The conformal tilings described in the last section are mathematically interesting but we would like to be able to see what they look like, which is challenging given that they have infinitely many tiles (some of which, like the chair tiling, have no underlying symmetries to exploit) and on top of that require two different limiting processes to compute.

We’re now going to look at process that gives us just such a drawing. But first let’s get a new tiling, that isn’t our old friend the chair. This is a particularly stunning one called the twisted pentagonal tiling. Unlike the chair tiling, this tiling does not have a corresponding geometric tiling. Thus, I’m going to hand-draw the initial subdivision rule. There’s one prototile, a combinatorial pentagon. We introduce one vertex on its interior and split each of its edges into 3. Finally, we subdivide its interior into five pentagons. Here’s a hand sketch of the rule:

Figure 13: The twisted pentagonal tiling subdivision rules.

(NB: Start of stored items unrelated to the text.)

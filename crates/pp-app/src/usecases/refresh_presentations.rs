//! # Refresh Presentations / 刷新演示文稿
//!
//! One batch = discovery, list publication, preview generation, preview
//! publication. Starting a batch cancels the previous one (last request wins).
//!
//! ## Publication rule / 发布规则
//!
//! Every surface update of a batch happens while holding the coordinator lock
//! and only if the batch token is still live. `begin_batch` cancels the old
//! token under the same lock, so once a newer batch has started, nothing from
//! an older batch can reach the surface, including clearing the busy flag.

use std::path::Path;
use std::sync::Arc;

use pp_core::ports::{PresentationDiscoveryPort, PresentationSurfacePort};
use pp_core::{Cancelled, PresentationEntry};
use tokio::sync::Mutex;
use tokio_util::sync::CancellationToken;
use tracing::{info, info_span, Instrument};

use crate::messages;
use crate::pipeline::PreviewPipeline;
use crate::usecases::{DiscoverError, DiscoverPresentations, GeneratePreviews};

#[derive(Debug, Clone, PartialEq, Eq)]
pub enum RefreshOutcome {
    /// The batch published `count` presentations with their previews.
    Published { count: usize },
    /// The folder holds no presentations.
    Empty,
    /// A newer batch took over; nothing of this batch was published after that.
    Superseded,
    /// Discovery failed; status shows `message`.
    Failed { message: String },
    /// No folder has been selected yet.
    NoFolder,
    /// The selected folder does not exist (anymore).
    FolderMissing,
}

struct BatchState {
    generation: u64,
    token: CancellationToken,
    entries: Vec<PresentationEntry>,
}

pub struct RefreshPresentations {
    discover: DiscoverPresentations,
    previews: GeneratePreviews,
    surface: Arc<dyn PresentationSurfacePort>,
    state: Mutex<BatchState>,
}

impl RefreshPresentations {
    pub fn new(
        discovery: Arc<dyn PresentationDiscoveryPort>,
        pipeline: PreviewPipeline,
        surface: Arc<dyn PresentationSurfacePort>,
    ) -> Self {
        Self {
            discover: DiscoverPresentations::new(discovery),
            previews: GeneratePreviews::new(pipeline),
            surface,
            state: Mutex::new(BatchState {
                generation: 0,
                token: CancellationToken::new(),
                entries: Vec::new(),
            }),
        }
    }

    async fn begin_batch(&self) -> (u64, CancellationToken) {
        let mut state = self.state.lock().await;
        state.token.cancel();
        state.generation += 1;
        state.token = CancellationToken::new();
        (state.generation, state.token.clone())
    }

    /// Runs `publish` under the lock if `token` is still the live batch.
    async fn publish_if_current<F>(&self, token: &CancellationToken, publish: F) -> bool
    where
        F: FnOnce(&mut BatchState, &dyn PresentationSurfacePort),
    {
        let mut state = self.state.lock().await;
        if token.is_cancelled() {
            return false;
        }
        publish(&mut *state, self.surface.as_ref());
        true
    }

    /// Cancel the running batch, if any, without starting a new one.
    ///
    /// No successor will clear the busy flag, so it is cleared here together
    /// with `status`, under the same lock the batch publishes through.
    pub async fn cancel_current(&self, status: &str) {
        let state = self.state.lock().await;
        state.token.cancel();
        self.surface.set_busy(false);
        self.surface.show_status(status);
    }

    /// The list most recently published.
    pub async fn entries(&self) -> Vec<PresentationEntry> {
        self.state.lock().await.entries.clone()
    }

    pub async fn execute(&self, folder: &Path) -> RefreshOutcome {
        let (generation, token) = self.begin_batch().await;
        let span = info_span!(
            "usecase.refresh_presentations.execute",
            folder = %folder.display(),
            generation
        );

        async {
            let outcome = self.run_batch(folder, &token).await;
            info!(?outcome, "refresh finished");
            outcome
        }
        .instrument(span)
        .await
    }

    async fn run_batch(&self, folder: &Path, token: &CancellationToken) -> RefreshOutcome {
        let started = self
            .publish_if_current(token, |_, surface| {
                surface.set_busy(true);
                surface.show_status(messages::LOADING);
            })
            .await;
        if !started {
            return RefreshOutcome::Superseded;
        }

        let items = match self.discover.execute(folder, token).await {
            Ok(items) => items,
            Err(DiscoverError::Cancelled) => return RefreshOutcome::Superseded,
            Err(err) => {
                let message = messages::unable_to_read_folder(&err.user_message());
                let published = self
                    .publish_if_current(token, |state, surface| {
                        state.entries.clear();
                        surface.show_presentations(&state.entries);
                        surface.show_status(&message);
                        surface.set_busy(false);
                    })
                    .await;
                return if published {
                    RefreshOutcome::Failed { message }
                } else {
                    RefreshOutcome::Superseded
                };
            }
        };

        let listed = self
            .publish_if_current(token, |state, surface| {
                state.entries = items
                    .iter()
                    .cloned()
                    .map(PresentationEntry::without_preview)
                    .collect();
                surface.show_presentations(&state.entries);
                if items.is_empty() {
                    surface.show_status(messages::NO_PRESENTATIONS);
                    surface.set_busy(false);
                } else {
                    surface.show_status(&messages::found(items.len()));
                }
            })
            .await;
        if !listed {
            return RefreshOutcome::Superseded;
        }
        if items.is_empty() {
            return RefreshOutcome::Empty;
        }

        let entries = match self.previews.execute(&items, token).await {
            Ok(entries) => entries,
            Err(Cancelled) => return RefreshOutcome::Superseded,
        };

        let count = entries.len();
        let published = self
            .publish_if_current(token, move |state, surface| {
                state.entries = entries;
                surface.show_previews(&state.entries);
                surface.set_busy(false);
            })
            .await;

        if published {
            RefreshOutcome::Published { count }
        } else {
            RefreshOutcome::Superseded
        }
    }
}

This is purely combinatorial, because there is no way to subdivide a regular pentagon into regular pentagons. Here is the koebepy code for it:

from koebe.algorithms.tiling import *

pent_rules = TilingRules()
pent = pent_rules.createPrototile("pent", tuple("ABCDE"))

pent.addSplitEdgeRules(((("A","B"), ("a", "b")), 
                        (("B","C"), ("c", "d")), 
                        (("C","D"), ("e", "f")),
                        (("D","E"), ("g", "h")), 
                        (("E","A"), ("i", "j"))))

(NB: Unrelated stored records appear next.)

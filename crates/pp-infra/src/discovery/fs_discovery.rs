use std::io;
use std::path::Path;

use pp_core::ports::{DiscoveryError, PresentationDiscoveryPort};
use pp_core::presentation::{is_supported_presentation, sort_for_display};
use pp_core::PresentationItem;
use tracing::{debug, warn};

/// Lists presentations directly inside a folder (no recursion).
#[derive(Debug, Default, Clone, Copy)]
pub struct FsPresentationDiscovery;

impl FsPresentationDiscovery {
    pub fn new() -> Self {
        Self
    }
}

impl PresentationDiscoveryPort for FsPresentationDiscovery {
    fn discover(&self, folder: &Path) -> Result<Vec<PresentationItem>, DiscoveryError> {
        let folder = std::path::absolute(folder).unwrap_or_else(|_| folder.to_path_buf());

        if !folder.is_dir() {
            debug!(folder = %folder.display(), "folder does not exist, nothing to discover");
            return Ok(Vec::new());
        }

        let entries = match std::fs::read_dir(&folder) {
            Ok(entries) => entries,
            // Removed between the check and the listing.
            Err(err) if err.kind() == io::ErrorKind::NotFound => return Ok(Vec::new()),
            Err(source) => {
                return Err(DiscoveryError::ReadDir {
                    path: folder,
                    source,
                })
            }
        };

        let mut items = Vec::new();
        for entry in entries {
            let entry = match entry {
                Ok(entry) => entry,
                Err(err) => {
                    warn!(folder = %folder.display(), error = %err, "skipping unreadable entry");
                    continue;
                }
            };

            let path = entry.path();
            // Follows symlinks.
            if path.is_file() && is_supported_presentation(&path) {
                items.push(PresentationItem::from_path(path));
            }
        }

        sort_for_display(&mut items);
        debug!(folder = %folder.display(), count = items.len(), "discovered presentations");
        Ok(items)
    }
}
//! Read-only access to zip-based presentation packages (`.pptx`).

mod error;
mod ooxml;
mod xml;

pub use error::PackageError;
pub use ooxml::{rel_types, PresentationPackage, Relationship};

pent.addNewVertexRules(("k"))

pent.addSubtile("pent", tuple("Aabkj"))
pent.addSubtile("pent", tuple("Bcdkb"))
pent.addSubtile("pent", tuple("Cefkd"))
pent.addSubtile("pent", tuple("Dghkf"))
pent.addSubtile("pent", tuple("Eijkh"))

Now, we would like a drawing of this tiling, but instead of using Tutte embeddings, we are going to compute a circle packing. Currently all of our tiles are five-sided, but circle packings require triangulated complexes. To get a triangulated complex we star-triangulate each pentagonal face by introducing a new interior vertex and subdivide the face into triangles by attaching edges from each of the original vertices of the tile to the new vertex. We then compute a circle packing. The left of the figure below shows the result.

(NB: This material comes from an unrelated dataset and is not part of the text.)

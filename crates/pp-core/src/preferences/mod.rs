pub mod model;

pub use model::{MonitorPreference, ParseMonitorPreferenceError, UserPreferences};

Figure 14. Left: A circle-packing of the level 4 twisted pentagonal tiling. Center: The circles and star-triangulation edges removed. Right: The boundary of a level 3, 2, and 1 supertile showing the convergence to the curvilinear conformal tile.

The code for generating the left of figure 14 is below. Changing the showCircles and showTriangulation flags to False produces the center of figure 14. The right was traced by hand in an image editing program. There’s always more to implement. Check out the code, and then let’s talk about the right of figure 14.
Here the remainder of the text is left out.